Oh, I'll keep the posts going here, and I presume you will too. The Congress didn't do anything Saturday to make me more optimistic; but there have been fights won in the last round, and games won in the final seconds or the bottom of the ninth. As Yogi said, it ain't over till it's over.

Anonymous said...

FuzzFlash sez...

The bridge collapse is a metaphor for what's happenin' to the USA. If the Feds spent money on routine infrastructure maintenance, then the warmongers from the MIC couldn't turn as big a mega-buck.

Manifesto Joe said...

Oh, most definitely, FuzzFlash. The main thrust of the U.S. right wing for over 25 years has been how people who already have vast fortunes could avoid taxes, so they could gather greater, ever-mounting portfolios. Anyway, the time for any reversal of this street-level decay is growing short.
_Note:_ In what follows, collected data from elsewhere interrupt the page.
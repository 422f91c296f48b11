//! Absolute key paths into the remote store's keyspace.

use std::fmt;

/// Errors related to key path parsing and extension.
#[derive(Debug, Clone, PartialEq, Eq, thiserror::Error)]
pub enum PathError {
    /// The path string does not start with `/`.
    #[error("key path '{path}' is not absolute")]
    NotAbsolute { path: String },

    /// A single component cannot be appended to a path.
    #[error("invalid path component '{component}': {message}")]
    InvalidComponent { component: String, message: String },
}

/// An absolute, normalized key path.
///
/// A `KeyPath` always starts with `/`. The root is exactly `/`; every other
/// path has no trailing slash and no empty components.
#[derive(Clone, Debug, Hash, PartialEq, Eq, PartialOrd, Ord)]
pub struct KeyPath {
    inner: String,
}

impl KeyPath {
    /// The root path, `/`.
    pub fn root() -> Self {
        KeyPath {
            inner: "/".to_string(),
        }
    }

    /// Parse an absolute path string.
    ///
    /// Duplicate and trailing slashes are normalized away.
    ///
    /// ```rust
    /// use etcdfs_core::KeyPath;
    ///
    /// let path = KeyPath::parse("/a//b/").unwrap();
    /// assert_eq!(path.as_str(), "/a/b");
    /// assert!(KeyPath::parse("a/b").is_err());
    /// ```
    pub fn parse(s: &str) -> Result<Self, PathError> {
        if !s.starts_with('/') {
            return Err(PathError::NotAbsolute {
                path: s.to_string(),
            });
        }

        let mut path = Self::root();
        for component in s.split('/').filter(|c| !c.is_empty()) {
            path = path.join(component)?;
        }
        Ok(path)
    }

    /// Append a single component.
    ///
    /// The root is extended without a duplicate separator. `.` and `..` are
    /// rejected here; use [`KeyPath::parent`] to move up.
    pub fn join(&self, component: &str) -> Result<Self, PathError> {
        Self::validate_component(component)?;

        let inner = if self.is_root() {
            format!("/{}", component)
        } else {
            format!("{}/{}", self.inner, component)
        };
        Ok(KeyPath { inner })
    }

    /// The parent directory. The parent of the root is the root.
    pub fn parent(&self) -> Self {
        match self.inner.rfind('/') {
            Some(0) | None => Self::root(),
            Some(idx) => KeyPath {
                inner: self.inner[..idx].to_string(),
            },
        }
    }

    /// The last path segment, or `/` for the root.
    pub fn name(&self) -> &str {
        if self.is_root() {
            return "/";
        }
        last_segment(&self.inner)
    }

    pub fn is_root(&self) -> bool {
        self.inner == "/"
    }

    pub fn as_str(&self) -> &str {
        &self.inner
    }

    /// Iterate over the components, root first. The root has none.
    pub fn components(&self) -> impl Iterator<Item = &str> {
        self.inner.split('/').filter(|c| !c.is_empty())
    }

    fn validate_component(component: &str) -> Result<(), PathError> {
        let message = if component.is_empty() {
            "empty component"
        } else if component.contains('/') {
            "component contains '/'"
        } else if component == "." || component == ".." {
            "relative components are not allowed"
        } else {
            return Ok(());
        };

        Err(PathError::InvalidComponent {
            component: component.to_string(),
            message: message.to_string(),
        })
    }
}

impl Default for KeyPath {
    fn default() -> Self {
        Self::root()
    }
}

impl fmt::Display for KeyPath {
    fn fmt(&self, f: &mut fmt::Formatter<'_>) -> fmt::Result {
        f.write_str(&self.inner)
    }
}

impl AsRef<str> for KeyPath {
    fn as_ref(&self) -> &str {
        &self.inner
    }
}

/// The text after the last `/` of a key, or the whole key if it has none.
pub fn last_segment(key: &str) -> &str {
    match key.rfind('/') {
        Some(idx) => &key[idx + 1..],
        None => key,
    }
}
//! Command-line frontend standing in for the web presentation layer.
//!
//! Each invocation plays one authorized request: the acting user is
//! resolved by email and the ownership check runs before any
//! business-scoped call, exactly what the access boundary would do
//! ahead of the core.

pub mod commands;
pub mod context;
pub mod output;

use std::env;

use thiserror::Error;

use shopbook_config::ConfigError;
use shopbook_core::CoreError;

/// User-facing CLI error wrapper.
#[derive(Debug, Error)]
pub enum CliError {
    #[error(transparent)]
    Core(#[from] CoreError),
    #[error(transparent)]
    Config(#[from] ConfigError),
    #[error("Invalid input: {0}")]
    Usage(String),
    #[error("Command failed: {0}")]
    Command(String),
}

/// Entry point used by the binary: dispatches `std::env::args`.
pub fn run_cli() -> Result<(), CliError> {
    let args: Vec<String> = env::args().skip(1).collect();
    commands::dispatch(&args)
}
I am pessimistic, yet choose to carry on.

Marc McDonald said...

What I find amazing is that what "prosperity" we still have in America these days is nothing more than a credit card mirage, fueled by trillions of dollars from foreign central banks in East Asia.
Without this ocean of capital flowing in (to the tune of over $2 billion a day), America's government could no longer function and our economy would grind to a halt.
Our economy is nothing more than a giant Ponzi scheme, with our dollar propped up by foreign capital.
In the past quarter century, America went from being the world's biggest creditor nation to its biggest debtor nation.
However, (and maybe I'm alone on this point), I'm not so sure that it is really that big a disaster if the U.S. isn't the world's leading economic power.
I'm not really concerned about that...I'm much more concerned with our broken, corrupt political system and the loss of democracy in our nation. When you can no longer trust the voting system in a nation (and I don't), you've got bigger problems than how the Dow is performing.